DangDang, one of China's largest online book sellers, listed on the New York Stock Exchange in late 2010.
Now, just over a month later, the company’s CEO, Li Guoqing, has become a talking point due to his heated, profanity-laced exchange with a self-proclaimed Morgan Stanley employee over his Sina Weibo account (Chinese Twitter).
The text of the exchange quickly made its way onto the Baidu top ten search results, and received more than 2,600 comments in less than 24 hours.
Li's comments included IPO pricing allegations as well as some classy “your mother” insults.
"In order to acquire my business, you first priced me at 1-6 billion bucks. However in prospectus the value became only 700-800 million," posted Li about the company's IPO valued by Morgan Standley.
Dangdang sold US$272 million-worth of shares in its IPO, according to the Wall Street Journal.
“I regret not giving the job to Goldman Sachs,” posted Li.

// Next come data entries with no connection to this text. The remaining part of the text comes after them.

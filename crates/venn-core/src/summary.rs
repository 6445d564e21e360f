//! Fixed-order console summary of a [`RegionCountMap`].

use crate::region::RegionCountMap;

/// One labelled count in the console summary.
#[derive(Debug, Clone, PartialEq, Eq)]
pub struct SummaryLine {
    /// Text shown before the colon, e.g. `Unique to GATK`.
    pub label: String,
    /// Region count.
    pub count: u64,
}

impl std::fmt::Display for SummaryLine {
    fn fmt(&self, f: &mut std::fmt::Formatter<'_>) -> std::fmt::Result {
        write!(f, "{}: {}", self.label, self.count)
    }
}

/// Builds the summary: each set's unique count, then pairs (3-way only), then
/// the all-sets intersection.
pub fn summary_lines(map: &RegionCountMap) -> Vec<SummaryLine> {
    let names = map.names();
    let mut lines = Vec::with_capacity(map.len());
    for name in names {
        lines.push(SummaryLine {
            label: format!("Unique to {name}"),
            count: map.unique(name).unwrap_or(0),
        });
    }
    if names.len() == 3 {
        for (a, b) in [(0, 1), (0, 2), (1, 2)] {
            lines.push(SummaryLine {
                label: format!("{} & {} only", names[a], names[b]),
                count: map.pair(&names[a], &names[b]).unwrap_or(0),
            });
        }
    }
    let common = if names.len() == 2 {
        "Common to both"
    } else {
        "Common to all three"
    };
    lines.push(SummaryLine {
        label: common.to_string(),
        count: map.all_sets(),
    });
    lines
}
//! In-memory table model and delimited-text reader.

use std::collections::BTreeMap;
use std::fs::File;
use std::io::Read;
use std::path::Path;

use tracing::debug;

use crate::errors::{ErrorInfo, VennError};

/// Read-only view over a header plus rows of raw cell literals.
pub trait TableReader {
    /// Column names in their original left-to-right order.
    fn column_names(&self) -> &[String];

    /// Number of data rows (the header is not counted).
    fn row_count(&self) -> usize;

    /// Raw literal stored at `row` under `column`, if both exist.
    fn cell_value(&self, row: usize, column: &str) -> Option<&str>;
}

/// Options controlling how delimited text is parsed into a [`Table`].
#[derive(Debug, Clone, Copy, PartialEq, Eq)]
pub struct ReadOptions {
    /// Field delimiter byte; tab for the TSV summaries produced by VCF comparisons.
    pub delimiter: u8,
}

impl Default for ReadOptions {
    fn default() -> Self {
        Self { delimiter: b'\t' }
    }
}

/// Owned table of string cells with a unique header.
#[derive(Debug, Clone, PartialEq, Eq)]
pub struct Table {
    columns: Vec<String>,
    index: BTreeMap<String, usize>,
    rows: Vec<Vec<String>>,
}

fn table_error(code: &str, message: impl Into<String>) -> VennError {
    VennError::Table(ErrorInfo::new(code, message))
}

impl Table {
    /// Builds a table from a header and rows, checking header uniqueness and row width.
    pub fn new(columns: Vec<String>, rows: Vec<Vec<String>>) -> Result<Self, VennError> {
        let mut index = BTreeMap::new();
        for (idx, name) in columns.iter().enumerate() {
            if index.insert(name.clone(), idx).is_some() {
                return Err(VennError::Table(
                    ErrorInfo::new("venn_core.duplicate_column", "header repeats a column name")
                        .with_context("column", name.clone()),
                ));
            }
        }
        for (row_idx, row) in rows.iter().enumerate() {
            if row.len() != columns.len() {
                return Err(VennError::Table(
                    ErrorInfo::new("venn_core.row_width", "row width differs from header")
                        .with_context("row", row_idx.to_string())
                        .with_context("expected", columns.len().to_string())
                        .with_context("observed", row.len().to_string()),
                ));
            }
        }
        Ok(Self {
            columns,
            index,
            rows,
        })
    }

    /// Parses delimited text with a header row from any reader.
    pub fn from_reader<R: Read>(reader: R, opts: &ReadOptions) -> Result<Self, VennError> {
        let mut rdr = csv::ReaderBuilder::new()
            .delimiter(opts.delimiter)
            .has_headers(true)
            .trim(csv::Trim::All)
            .from_reader(reader);
        let columns: Vec<String> = rdr
            .headers()
            .map_err(|err| table_error("venn_core.header", err.to_string()))?
            .iter()
            .map(str::to_string)
            .collect();
        if columns.iter().all(|name| name.is_empty()) {
            return Err(table_error("venn_core.header", "input has no header row"));
        }
        let mut rows = Vec::new();
        for record in rdr.records() {
            let record = record.map_err(|err| table_error("venn_core.record", err.to_string()))?;
            rows.push(record.iter().map(str::to_string).collect());
        }
        let table = Self::new(columns, rows)?;
        debug!(
            columns = table.columns.len(),
            rows = table.rows.len(),
            "parsed delimited table"
        );
        Ok(table)
    }

    /// Opens and parses the delimited file at `path`.
    pub fn from_path(path: &Path, opts: &ReadOptions) -> Result<Self, VennError> {
        let file = File::open(path).map_err(|err| {
            VennError::Table(
                ErrorInfo::new("venn_core.open", err.to_string())
                    .with_context("path", path.display().to_string()),
            )
        })?;
        Self::from_reader(file, opts)
    }

    /// Position of `column` in the header.
    pub fn column_index(&self, column: &str) -> Option<usize> {
        self.index.get(column).copied()
    }
}

impl TableReader for Table {
    fn column_names(&self) -> &[String] {
        &self.columns
    }

    fn row_count(&self) -> usize {
        self.rows.len()
    }

    fn cell_value(&self, row: usize, column: &str) -> Option<&str> {
        let col = self.column_index(column)?;
        self.rows.get(row).map(|cells| cells[col].as_str())
    }
}

/// Interprets a raw literal as a membership flag.
///
/// `0`/`1` is the reference encoding; `true`/`false` in any case are accepted.
/// Everything else, including blank cells, is not a boolean.
pub fn parse_indicator(literal: &str) -> Option<bool> {
    match literal.trim() {
        "1" => Some(true),
        "0" => Some(false),
        other if other.eq_ignore_ascii_case("true") => Some(true),
        other if other.eq_ignore_ascii_case("false") => Some(false),
        _ => None,
    }
}
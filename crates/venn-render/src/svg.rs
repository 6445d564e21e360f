//! SVG document writer for a computed layout.
//!
//! Sizes are in pixels of a `figsize x dpi` viewBox; the root element carries
//! the physical size in inches.

use venn_core::errors::VennError;
use venn_core::RegionCountMap;

use crate::layout::{compute_layout, Point, VennLayout};
use crate::style::{FontSpec, OutlineStyle, StyleConfig};

/// Share of the shorter canvas side the diagram may occupy.
const FILL_FRACTION: f64 = 0.9;

/// Escapes text for use inside SVG attributes and text nodes.
pub fn escape_xml(raw: &str) -> String {
    let mut out = String::with_capacity(raw.len());
    for ch in raw.chars() {
        match ch {
            '&' => out.push_str("&amp;"),
            '<' => out.push_str("&lt;"),
            '>' => out.push_str("&gt;"),
            '"' => out.push_str("&quot;"),
            '\'' => out.push_str("&apos;"),
            other => out.push(other),
        }
    }
    out
}

struct Canvas {
    width: f64,
    height: f64,
    scale: f64,
    offset: Point,
}

impl Canvas {
    fn fit(layout: &VennLayout, style: &StyleConfig) -> Self {
        let (width, height) = style.canvas_px();
        let (min, max) = layout.bounds();
        let span_x = (max.x - min.x).max(1e-9);
        let span_y = (max.y - min.y).max(1e-9);
        let scale = (width * FILL_FRACTION / span_x).min(height * FILL_FRACTION / span_y);
        let offset = Point {
            x: width / 2.0 - (min.x + max.x) / 2.0 * scale,
            y: height / 2.0 + (min.y + max.y) / 2.0 * scale,
        };
        Self {
            width,
            height,
            scale,
            offset,
        }
    }

    fn project(&self, point: Point) -> (f64, f64) {
        (
            self.offset.x + point.x * self.scale,
            self.offset.y - point.y * self.scale,
        )
    }
}

fn text_element(x: f64, y: f64, font: &FontSpec, style: &StyleConfig, body: &str) -> String {
    let (slant, weight) = font.style.attributes();
    format!(
        "<text x='{x:.2}' y='{y:.2}' text-anchor='middle' dominant-baseline='central' \
         font-family='{family}' font-size='{size:.2}' font-style='{slant}' font-weight='{weight}'>{body}</text>",
        family = escape_xml(font.family.as_str()),
        size = style.points_to_px(font.size),
        body = escape_xml(body),
    )
}

/// Renders the count map as a standalone SVG document.
///
/// Output is a pure function of the counts and style.
pub fn render_venn_svg(map: &RegionCountMap, style: &StyleConfig) -> Result<String, VennError> {
    style.validate()?;
    let layout = compute_layout(map);
    let canvas = Canvas::fit(&layout, style);
    let mut parts = vec![format!(
        "<svg xmlns='http://www.w3.org/2000/svg' width='{w_in}in' height='{h_in}in' \
         viewBox='0 0 {w:.0} {h:.0}' data-dpi='{dpi}'>",
        w_in = style.figsize[0],
        h_in = style.figsize[1],
        w = canvas.width,
        h = canvas.height,
        dpi = style.dpi,
    )];

    for (idx, circle) in layout.circles.iter().enumerate() {
        let (cx, cy) = canvas.project(circle.center);
        parts.push(format!(
            "<circle cx='{cx:.2}' cy='{cy:.2}' r='{r:.2}' fill='{fill}' fill-opacity='{alpha}' stroke='none' />",
            r = circle.radius * canvas.scale,
            fill = escape_xml(&style.fill_color(idx)),
            alpha = style.alpha,
        ));
    }

    if style.outline != OutlineStyle::None && style.outline_width > 0.0 {
        let stroke_width = style.points_to_px(style.outline_width);
        let dash = style
            .outline
            .dash_array(stroke_width)
            .map(|dash| format!(" stroke-dasharray='{dash}'"))
            .unwrap_or_default();
        for circle in &layout.circles {
            let (cx, cy) = canvas.project(circle.center);
            parts.push(format!(
                "<circle cx='{cx:.2}' cy='{cy:.2}' r='{r:.2}' fill='none' stroke='#000000' stroke-width='{stroke_width:.2}'{dash} />",
                r = circle.radius * canvas.scale,
            ));
        }
    }

    for (region, anchor) in &layout.region_anchors {
        let (x, y) = canvas.project(*anchor);
        parts.push(text_element(
            x,
            y,
            &style.number_font,
            style,
            &map.count(*region).to_string(),
        ));
    }

    for (name, anchor) in map.names().iter().zip(&layout.set_anchors) {
        let (x, y) = canvas.project(*anchor);
        parts.push(text_element(x, y, &style.label_font, style, name));
    }

    parts.push("</svg>\n".into());
    Ok(parts.join(""))
}
//! Circle placement and label anchors for 2-way and 3-way diagrams.
//!
//! Geometry lives in a unit space with `y` pointing up and the base radius
//! equal to 1. The SVG writer maps it onto the canvas.

use serde::{Deserialize, Serialize};
use venn_core::{Region, RegionCountMap};

/// Ratio between largest and smallest non-zero 3-way region above which
/// circles are drawn at equal size.
pub const IMBALANCE_RATIO: u64 = 10;

const MIN_RADIUS: f64 = 0.6;
const LABEL_GAP: f64 = 0.12;

/// Point in layout space.
#[derive(Debug, Clone, Copy, PartialEq, Serialize, Deserialize)]
pub struct Point {
    /// Horizontal coordinate.
    pub x: f64,
    /// Vertical coordinate, increasing upward.
    pub y: f64,
}

impl Point {
    const fn new(x: f64, y: f64) -> Self {
        Self { x, y }
    }

    fn offset_from(self, origin: Point, distance: f64) -> Point {
        let dx = self.x - origin.x;
        let dy = self.y - origin.y;
        let norm = (dx * dx + dy * dy).sqrt();
        if norm < 1e-12 {
            return self;
        }
        Point::new(self.x + dx / norm * distance, self.y + dy / norm * distance)
    }

    fn midpoint(self, other: Point) -> Point {
        Point::new((self.x + other.x) / 2.0, (self.y + other.y) / 2.0)
    }
}

/// One set's circle.
#[derive(Debug, Clone, Copy, PartialEq, Serialize, Deserialize)]
pub struct Circle {
    /// Center.
    pub center: Point,
    /// Radius.
    pub radius: f64,
}

/// Placed circles plus anchors for every count and set label.
#[derive(Debug, Clone, PartialEq)]
pub struct VennLayout {
    /// Circles in set order.
    pub circles: Vec<Circle>,
    /// Anchor for each region's count, in canonical region order.
    pub region_anchors: Vec<(Region, Point)>,
    /// Anchor for each set's name.
    pub set_anchors: Vec<Point>,
    /// Whether circles were forced to equal size.
    pub normalized: bool,
}

impl VennLayout {
    /// Axis aligned bounds `(min, max)` covering circles and set labels.
    pub fn bounds(&self) -> (Point, Point) {
        let mut min = Point::new(f64::INFINITY, f64::INFINITY);
        let mut max = Point::new(f64::NEG_INFINITY, f64::NEG_INFINITY);
        for circle in &self.circles {
            min.x = min.x.min(circle.center.x - circle.radius);
            min.y = min.y.min(circle.center.y - circle.radius);
            max.x = max.x.max(circle.center.x + circle.radius);
            max.y = max.y.max(circle.center.y + circle.radius);
        }
        for anchor in &self.set_anchors {
            min.x = min.x.min(anchor.x);
            min.y = min.y.min(anchor.y - LABEL_GAP);
            max.x = max.x.max(anchor.x);
            max.y = max.y.max(anchor.y + LABEL_GAP);
        }
        (min, max)
    }
}

/// Whether a 3-way count map is unbalanced enough to draw equal circles.
pub fn is_unbalanced(map: &RegionCountMap) -> bool {
    if map.set_count() != 3 {
        return false;
    }
    let counts: Vec<u64> = map.iter().map(|(_, count)| count).collect();
    let max = counts.iter().copied().max().unwrap_or(0);
    let min_nonzero = counts.iter().copied().filter(|count| *count > 0).min();
    match min_nonzero {
        Some(min) => max > IMBALANCE_RATIO * min,
        None => false,
    }
}

fn radii(map: &RegionCountMap, normalized: bool) -> Vec<f64> {
    let totals: Vec<u64> = map
        .names()
        .iter()
        .map(|name| map.set_total(name).unwrap_or(0))
        .collect();
    let largest = totals.iter().copied().max().unwrap_or(0);
    if normalized || largest == 0 {
        return vec![1.0; totals.len()];
    }
    totals
        .iter()
        .map(|total| (*total as f64 / largest as f64).sqrt().clamp(MIN_RADIUS, 1.0))
        .collect()
}

/// Computes the layout for a 2-set or 3-set count map.
pub fn compute_layout(map: &RegionCountMap) -> VennLayout {
    let normalized = is_unbalanced(map);
    let radii = radii(map, normalized);
    let centers: Vec<Point> = if map.set_count() == 2 {
        vec![Point::new(-0.55, 0.0), Point::new(0.55, 0.0)]
    } else {
        vec![
            Point::new(-0.55, 0.32),
            Point::new(0.55, 0.32),
            Point::new(0.0, -0.63),
        ]
    };
    let circles: Vec<Circle> = centers
        .iter()
        .zip(&radii)
        .map(|(center, radius)| Circle {
            center: *center,
            radius: *radius,
        })
        .collect();
    let centroid = Point::new(
        centers.iter().map(|c| c.x).sum::<f64>() / centers.len() as f64,
        centers.iter().map(|c| c.y).sum::<f64>() / centers.len() as f64,
    );

    let region_anchors = Region::all(map.set_count())
        .into_iter()
        .map(|region| (region, region_anchor(region, &circles)))
        .collect();

    let set_anchors = circles
        .iter()
        .map(|circle| {
            if map.set_count() == 2 {
                Point::new(circle.center.x, circle.center.y - circle.radius - LABEL_GAP)
            } else {
                circle
                    .center
                    .offset_from(centroid, circle.radius + LABEL_GAP)
            }
        })
        .collect();

    VennLayout {
        circles,
        region_anchors,
        set_anchors,
        normalized,
    }
}

impl Circle {
    /// Signed distance from the circle's edge, positive inside.
    fn depth(&self, point: Point) -> f64 {
        let dx = point.x - self.center.x;
        let dy = point.y - self.center.y;
        self.radius - (dx * dx + dy * dy).sqrt()
    }
}

/// How far `point` sits from leaving `region`: inside every member circle
/// and outside every other one. Negative when the point is not in the region.
fn region_margin(region: Region, circles: &[Circle], point: Point) -> f64 {
    circles
        .iter()
        .enumerate()
        .map(|(idx, circle)| {
            let depth = circle.depth(point);
            if region.contains(idx) {
                depth
            } else {
                -depth
            }
        })
        .fold(f64::INFINITY, f64::min)
}

/// Best point on a square grid of `steps` cells per side around `center`.
fn grid_search(
    region: Region,
    circles: &[Circle],
    center: Point,
    half_width: f64,
    steps: u32,
) -> (Point, f64) {
    let step = 2.0 * half_width / f64::from(steps);
    let mut best = (center, region_margin(region, circles, center));
    for i in 0..=steps {
        for j in 0..=steps {
            let point = Point::new(
                center.x - half_width + f64::from(i) * step,
                center.y - half_width + f64::from(j) * step,
            );
            let margin = region_margin(region, circles, point);
            if margin > best.1 {
                best = (point, margin);
            }
        }
    }
    best
}

/// Anchor for a region's count: the point deepest inside the region, so the
/// label stays inside exactly the member circles whatever the radii are.
fn region_anchor(region: Region, circles: &[Circle]) -> Point {
    let mut min = Point::new(f64::INFINITY, f64::INFINITY);
    let mut max = Point::new(f64::NEG_INFINITY, f64::NEG_INFINITY);
    for (idx, circle) in circles.iter().enumerate() {
        if region.contains(idx) {
            min.x = min.x.min(circle.center.x - circle.radius);
            min.y = min.y.min(circle.center.y - circle.radius);
            max.x = max.x.max(circle.center.x + circle.radius);
            max.y = max.y.max(circle.center.y + circle.radius);
        }
    }
    let half_width = (max.x - min.x).max(max.y - min.y) / 2.0;
    let (coarse, _) = grid_search(region, circles, min.midpoint(max), half_width, 160);
    let (fine, _) = grid_search(region, circles, coarse, half_width / 40.0, 40);
    fine
}
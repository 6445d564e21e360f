//! Styled rendering for 2-way and 3-way region counts.
//!
//! The SVG writer is the single drawing path; other formats convert its output.

pub mod export;
pub mod layout;
pub mod output;
pub mod style;
pub mod svg;

pub use layout::{compute_layout, is_unbalanced, Circle, Point, VennLayout};
pub use output::{encode_figure, write_figure, write_output, OutputFormat};
pub use style::{FontFamily, FontSpec, FontStyle, OutlineStyle, StyleConfig};
pub use svg::render_venn_svg;
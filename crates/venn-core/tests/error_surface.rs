use venn_core::errors::{ErrorInfo, VennError};

fn sample_info(code: &str, message: &str) -> ErrorInfo {
    ErrorInfo::new(code, message)
        .with_context("column", "GATK")
        .with_context("observed", "4")
}

#[test]
fn display_includes_context_and_hint() {
    let err = VennError::AmbiguousColumns(
        sample_info("venn_core.ambiguous_columns", "too many").with_hint("pick sets"),
    );
    let text = err.to_string();
    assert!(text.starts_with("ambiguous columns: too many (code: venn_core.ambiguous_columns)"));
    assert!(text.contains("column=GATK, observed=4"));
    assert!(text.ends_with("| hint: pick sets"));
}

#[test]
fn every_family_exposes_its_payload() {
    let errors = [
        VennError::EmptyTable(sample_info("E1", "empty")),
        VennError::UnsupportedCardinality(sample_info("E2", "cardinality")),
        VennError::AmbiguousColumns(sample_info("E3", "ambiguous")),
        VennError::InvalidCardinality(sample_info("E4", "invalid")),
        VennError::MalformedIndicator(sample_info("E5", "malformed")),
        VennError::Table(sample_info("E6", "table")),
        VennError::Style(sample_info("E7", "style")),
        VennError::Render(sample_info("E8", "render")),
        VennError::Serde(sample_info("E9", "serde")),
    ];
    for (idx, err) in errors.iter().enumerate() {
        assert_eq!(err.info().code, format!("E{}", idx + 1));
        assert!(err.info().context.contains_key("column"));
    }
}

#[test]
fn errors_serialize_with_family_tag() {
    let err = VennError::EmptyTable(ErrorInfo::new("venn_core.empty_table", "no rows"));
    let json = serde_json::to_value(&err).unwrap();
    assert_eq!(json["family"], "EmptyTable");
    assert_eq!(json["detail"]["code"], "venn_core.empty_table");
    let back: VennError = serde_json::from_value(json).unwrap();
    assert_eq!(back, err);
}
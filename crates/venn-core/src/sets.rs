//! Indicator columns and the 2 or 3 set collection compared in a diagram.

use std::collections::BTreeSet;

use serde::{Deserialize, Serialize};

use crate::errors::{ErrorInfo, VennError};
use crate::table::parse_indicator;

/// Smallest number of sets a diagram can compare.
pub const MIN_SETS: usize = 2;
/// Largest number of sets a diagram can compare.
pub const MAX_SETS: usize = 3;

/// Named column of per-row membership flags.
#[derive(Debug, Clone, PartialEq, Eq, Serialize, Deserialize)]
pub struct IndicatorColumn {
    /// Set label, taken verbatim from the table header.
    pub name: String,
    /// One flag per row.
    pub values: Vec<bool>,
}

impl IndicatorColumn {
    /// Creates a column from already decoded flags.
    pub fn new(name: impl Into<String>, values: Vec<bool>) -> Self {
        Self {
            name: name.into(),
            values,
        }
    }

    /// Decodes raw literals, failing on the first one that is not boolean.
    pub fn from_literals<'a, I>(name: impl Into<String>, literals: I) -> Result<Self, VennError>
    where
        I: IntoIterator<Item = &'a str>,
    {
        let name = name.into();
        let mut values = Vec::new();
        for (row, literal) in literals.into_iter().enumerate() {
            match parse_indicator(literal) {
                Some(flag) => values.push(flag),
                None => {
                    return Err(VennError::MalformedIndicator(
                        ErrorInfo::new(
                            "venn_core.malformed_indicator",
                            "indicator cell is not a 0/1 literal",
                        )
                        .with_context("column", name)
                        .with_context("row", row.to_string())
                        .with_context("literal", literal.to_string())
                        .with_hint("encode membership as 0 or 1; missing values are not allowed"),
                    ))
                }
            }
        }
        Ok(Self { name, values })
    }
}

/// Ordered, immutable selection of 2 or 3 indicator columns.
#[derive(Debug, Clone, PartialEq, Eq, Serialize, Deserialize)]
pub struct SetCollection {
    columns: Vec<IndicatorColumn>,
}

impl SetCollection {
    /// Builds a collection, enforcing cardinality, unique names and equal lengths.
    pub fn new(columns: Vec<IndicatorColumn>) -> Result<Self, VennError> {
        let collection = Self { columns };
        collection.validate()?;
        Ok(collection)
    }

    /// Re-checks the collection invariants.
    ///
    /// Collections can be deserialized, so consumers call this before trusting one.
    pub fn validate(&self) -> Result<(), VennError> {
        let count = self.columns.len();
        if !(MIN_SETS..=MAX_SETS).contains(&count) {
            return Err(VennError::InvalidCardinality(
                ErrorInfo::new(
                    "venn_core.invalid_cardinality",
                    "set collection must hold 2 or 3 sets",
                )
                .with_context("observed", count.to_string())
                .with_context("sets", self.names().join(",")),
            ));
        }
        let mut seen = BTreeSet::new();
        for column in &self.columns {
            if !seen.insert(column.name.as_str()) {
                return Err(VennError::InvalidCardinality(
                    ErrorInfo::new("venn_core.duplicate_set", "set names must be unique")
                        .with_context("set", column.name.clone()),
                ));
            }
        }
        let rows = self.columns[0].values.len();
        for column in &self.columns[1..] {
            if column.values.len() != rows {
                return Err(VennError::MalformedIndicator(
                    ErrorInfo::new(
                        "venn_core.column_length",
                        "indicator columns differ in length",
                    )
                    .with_context("column", column.name.clone())
                    .with_context("expected", rows.to_string())
                    .with_context("observed", column.values.len().to_string()),
                ));
            }
        }
        Ok(())
    }

    /// Set names in collection order.
    pub fn names(&self) -> Vec<String> {
        self.columns.iter().map(|column| column.name.clone()).collect()
    }

    /// Columns in collection order.
    pub fn columns(&self) -> &[IndicatorColumn] {
        &self.columns
    }

    /// Number of sets.
    pub fn len(&self) -> usize {
        self.columns.len()
    }

    /// Always false for a validated collection.
    pub fn is_empty(&self) -> bool {
        self.columns.is_empty()
    }

    /// Number of rows shared by every column.
    pub fn row_count(&self) -> usize {
        self.columns.first().map_or(0, |column| column.values.len())
    }
}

More business-based comments were followed by a number of vulgar insults -- language that was quickly picked up by Chinese netizens -- particularly a “rock song lyric”-based insult, which referred to Morgan Stanley roughly as "king eight egg," which more or less translates as an impure act committed with one's mother.
The woman now referred to by netizens as the “Morgan Stanley woman” (大磨女) posted her response, calling Li, according to a Baidu blog, “a hollow-brained beggar,” and it only got more juvenile from there, bringing Li’s wife and parents into the insult-throwing fray.
The text of the exchange quickly made its way onto the Baidu top 10 search results, and received more than 2,600 comments in less than 24 hours.
(Read the full transcript in Chinese. Read the full conversation in English.)
Although the United States was officially on holiday on Monday, Morgan Stanley issued a statement to the press saying that, “These comments are offensive, highly unprofessional and do not reflect industry practices.”
They also denied that the women who claimed to be a company employee was in fact related to the firm.
DangDang released its own statement saying that the comments of CEO Li Guoqing we definitely his and continued that, “The comments should serve as a warning to other Chinese companies seeking a U.S. listing.”
Li later added a message to his Weibo account, saying, "I've carelessly said a mouthful. Please forgive any offense."
Although few see any lasting consequences to the U.S. IPOs from this row, one thing that is sure to come out of it is the first good Internet meme of 2011. Look for online parodies of Li’s "rock song lyrics," until the next online debacle draws Chinese netizen attention.